1. Inhibits the invasiveness of fibroblast-like synovial cells (RA-FLS)

RA-FLS is one of the "culprits" that cause joint destruction. Its abnormal proliferation and migration can aggravate pannus formation and cartilage degradation. Studies have found that umbilical cord derived MSCs (UC-MSCs) can deliver miRNAs (such as miR-140- 3p, miR-451a) through exosomes, inhibit the expression of pro-inflammatory factors (IL-1β, TNF-α) and matrix metalloproteinases (MMP) in RA-FLS, thereby reducing tissue damage. In addition, MSCs can also down-regulate cadherin 11 (CDH11) levels and block the pro-inflammatory signaling between RA-FLS and immune cells.
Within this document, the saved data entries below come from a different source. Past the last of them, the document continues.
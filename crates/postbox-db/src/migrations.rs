use anyhow::Result;
use rusqlite::Connection;
use tracing::info;

pub fn run(conn: &Connection) -> Result<()> {
    conn.execute_batch(
        "
        CREATE TABLE IF NOT EXISTS users (
            id          TEXT PRIMARY KEY,
            username    TEXT NOT NULL UNIQUE,
            email       TEXT NOT NULL UNIQUE,
            password    TEXT NOT NULL,
            created_at  TEXT NOT NULL DEFAULT (datetime('now'))
        );

        CREATE TABLE IF NOT EXISTS messages (
            id              INTEGER PRIMARY KEY AUTOINCREMENT,
            sender_id       TEXT NOT NULL REFERENCES users(id),
            receiver_id     TEXT NOT NULL REFERENCES users(id),
            content         TEXT NOT NULL,
            created_at      TEXT NOT NULL DEFAULT (datetime('now'))
        );

        CREATE INDEX IF NOT EXISTS idx_messages_sender
            ON messages(sender_id, receiver_id, created_at);

        CREATE INDEX IF NOT EXISTS idx_messages_receiver
            ON messages(receiver_id, sender_id, created_at);

        CREATE TABLE IF NOT EXISTS blocked_users (
            id          INTEGER PRIMARY KEY AUTOINCREMENT,
            blocker_id  TEXT NOT NULL REFERENCES users(id),
            blocked_id  TEXT NOT NULL REFERENCES users(id),
            created_at  TEXT NOT NULL DEFAULT (datetime('now')),
            UNIQUE(blocker_id, blocked_id)
        );

        CREATE TABLE IF NOT EXISTS activity_log (
            id          INTEGER PRIMARY KEY AUTOINCREMENT,
            user_id     TEXT NOT NULL REFERENCES users(id),
            action      TEXT NOT NULL,
            timestamp   TEXT NOT NULL DEFAULT (datetime('now'))
        );

        CREATE INDEX IF NOT EXISTS idx_activity_user
            ON activity_log(user_id, timestamp);
        ",
    )?;

    info!("Database migrations complete");
    Ok(())
}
2. Regulate macrophage polarization

M1-type macrophages in the synovial membrane secrete large amounts of pro-inflammatory factors such as TNF-α and IL-6, accelerating the inflammatory cascade. By releasing IL-6 and TGF-β1, MSCs promote the transformation of M1-type macrophages into anti-inflammatory M2-type macrophages, reduce osteoclast formation, and delay bone erosion. Animal experiments have shown that MSC treatment can significantly reduce local TNF-α levels in joints and improve pathological scores.

3. Balancing T cell subsets

Th17/Treg cell imbalance is the core pathological mechanism of RA. Preclinical studies have shown that MSCs inhibit Th17 differentiation and promote Treg proliferation by secreting prostaglandin E2 (PGE2) and indoleamine 2,3-dioxygenase (IDO), thereby reducing pro-inflammatory factors such as IL-17 and IFN-γ, while increasing anti-inflammatory mediators such as IL-10 and TGF-β. For example, in clinical trials, UC-MSCs can increase the proportion of Treg in patients 'peripheral blood and significantly decrease Th17-related indicators.

clinical research progress

Multiple animal and human trials have verified the safety and potential efficacy of MSCs:

· Animal models have clear effects

In collagen-induced arthritis (CIA) mice, intravenous injection of UC-MSCs significantly reduced joint swelling, reduced IL-6 and TNF-α levels, and the efficacy was comparable to methotrexate. Histological analysis showed that the degree of joint destruction in the treatment group was similar to that in the healthy control group.

·Clinical trials are beginning to show potential

A clinical study in patients with RA showed that after 3 months of combined treatment with UC-MSCs and conventional antirheumatic drugs (DMARDs), the patient's DAS28 score, C-reactive protein (CRP) and rheumatoid factor (RF) levels were significantly reduced, and there were no serious adverse reactions. Long-term follow-up (3-year) data showed that joint function and quality of life continued to improve.

·Exploration of new drug delivery strategies

Research tried to load anti-inflammatory ingredients such as curcumin into MSC exosomes and found that its inhibitory effect on synovial cell activity is better than a single drug, providing a new idea for targeted therapy.

In summary, MSCs regulate the inflammatory network of RA through multiple targets, providing a new option for refractory patients. With the development of technologies such as gene editing and exosome engineering, more precise and lasting therapeutic effects are expected to be achieved in the future.